The task: Restate all of the entries exactly, each line as it stands.

^^^^

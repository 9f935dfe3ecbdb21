//! Input shared by the document exporters (markdown, PDF)

use crate::domain::models::{Conversation, ConversationMetadata, Message};
use crate::overlay::{effective_title, load_marks, MarkKind, MarkMap, OverlayStore};
use crate::shared::errors::OverlayError;

/// A conversation (or a branch-filtered slice of it) plus the user's overlays
#[derive(Debug, Clone)]
pub struct ExportSource<'a> {
    pub metadata: &'a ConversationMetadata,
    /// Renamed title, if the user set one
    pub title_override: Option<String>,
    pub messages: &'a [Message],
    pub marks: MarkMap,
}

impl<'a> ExportSource<'a> {
    pub fn new(metadata: &'a ConversationMetadata, messages: &'a [Message]) -> Self {
        Self { metadata, title_override: None, messages, marks: MarkMap::new() }
    }

    pub fn from_conversation(conversation: &'a Conversation) -> Self {
        Self::new(&conversation.metadata, &conversation.messages)
    }

    /// Attach the marks and title override stored under `scope`
    pub fn with_overlays(mut self, store: &dyn OverlayStore, scope: &str) -> Result<Self, OverlayError> {
        self.marks = load_marks(store, scope)?;
        let title = effective_title(store, scope, &self.metadata.title);
        if title != self.metadata.title {
            self.title_override = Some(title);
        }
        Ok(self)
    }

    pub fn with_marks(mut self, marks: MarkMap) -> Self {
        self.marks = marks;
        self
    }

    pub fn title(&self) -> &str {
        self.title_override.as_deref().unwrap_or(&self.metadata.title)
    }

    pub fn is_marked(&self, message: &Message, kind: MarkKind) -> bool {
        self.marks.get(&message.uuid).is_some_and(|f| f.get(kind))
    }
}

#[cfg(test)]
mod tests {
    use super::*;
    use crate::domain::models::{Platform, Sender};
    use crate::overlay::{set_title_override, toggle_mark, MemoryOverlayStore};

    #[test]
    fn test_with_overlays() {
        let metadata = ConversationMetadata {
            uuid: "c1".into(),
            title: "Original".into(),
            platform: Platform::Gemini,
            model: None,
            created_at: None,
            updated_at: None,
        };
        let messages = vec![Message::new("m1", None, Sender::Human, "hi")];
        let store = MemoryOverlayStore::new();
        toggle_mark(&store, "scope", "m1", MarkKind::Important);
        set_title_override(&store, "scope", "Renamed").unwrap();

        let source = ExportSource::new(&metadata, &messages).with_overlays(&store, "scope").unwrap();
        assert_eq!(source.title(), "Renamed");
        assert!(source.is_marked(&messages[0], MarkKind::Important));
        assert!(!source.is_marked(&messages[0], MarkKind::Deleted));
        assert_eq!(metadata.title, "Original");
    }
}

^^^^

Completed task:
repository 9f935dfe3ecbdb21
//! Input shared by the document exporters (markdown, PDF)

use crate::domain::models::{Conversation, ConversationMetadata, Message};
use crate::overlay::{effective_title, load_marks, MarkKind, MarkMap, OverlayStore};
use crate::shared::errors::OverlayError;

/// A conversation (or a branch-filtered slice of it) plus the user's overlays
#[derive(Debug, Clone)]
pub struct ExportSource<'a> {
    pub metadata: &'a ConversationMetadata,
    /// Renamed title, if the user set one
    pub title_override: Option<String>,
    pub messages: &'a [Message],
    pub marks: MarkMap,
}

impl<'a> ExportSource<'a> {
    pub fn new(metadata: &'a ConversationMetadata, messages: &'a [Message]) -> Self {
        Self { metadata, title_override: None, messages, marks: MarkMap::new() }
    }

    pub fn from_conversation(conversation: &'a Conversation) -> Self {
        Self::new(&conversation.metadata, &conversation.messages)
    }

    /// Attach the marks and title override stored under `scope`
    pub fn with_overlays(mut self, store: &dyn OverlayStore, scope: &str) -> Result<Self, OverlayError> {
        self.marks = load_marks(store, scope)?;
        let title = effective_title(store, scope, &self.metadata.title);
        if title != self.metadata.title {
            self.title_override = Some(title);
        }
        Ok(self)
    }

    pub fn with_marks(mut self, marks: MarkMap) -> Self {
        self.marks = marks;
        self
    }

    pub fn title(&self) -> &str {
        self.title_override.as_deref().unwrap_or(&self.metadata.title)
    }

    pub fn is_marked(&self, message: &Message, kind: MarkKind) -> bool {
        self.marks.get(&message.uuid).is_some_and(|f| f.get(kind))
    }
}

#[cfg(test)]
mod tests {
    use super::*;
    use crate::domain::models::{Platform, Sender};
    use crate::overlay::{set_title_override, toggle_mark, MemoryOverlayStore};

    #[test]
    fn test_with_overlays() {
        let metadata = ConversationMetadata {
            uuid: "c1".into(),
            title: "Original".into(),
            platform: Platform::Gemini,
            model: None,
            created_at: None,
            updated_at: None,
        };
        let messages = vec![Message::new("m1", None, Sender::Human, "hi")];
        let store = MemoryOverlayStore::new();
        toggle_mark(&store, "scope", "m1", MarkKind::Important);
        set_title_override(&store, "scope", "Renamed").unwrap();

        let source = ExportSource::new(&metadata, &messages).with_overlays(&store, "scope").unwrap();
        assert_eq!(source.title(), "Renamed");
        assert!(source.is_marked(&messages[0], MarkKind::Important));
        assert!(!source.is_marked(&messages[0], MarkKind::Deleted));
        assert_eq!(metadata.title, "Original");
    }
}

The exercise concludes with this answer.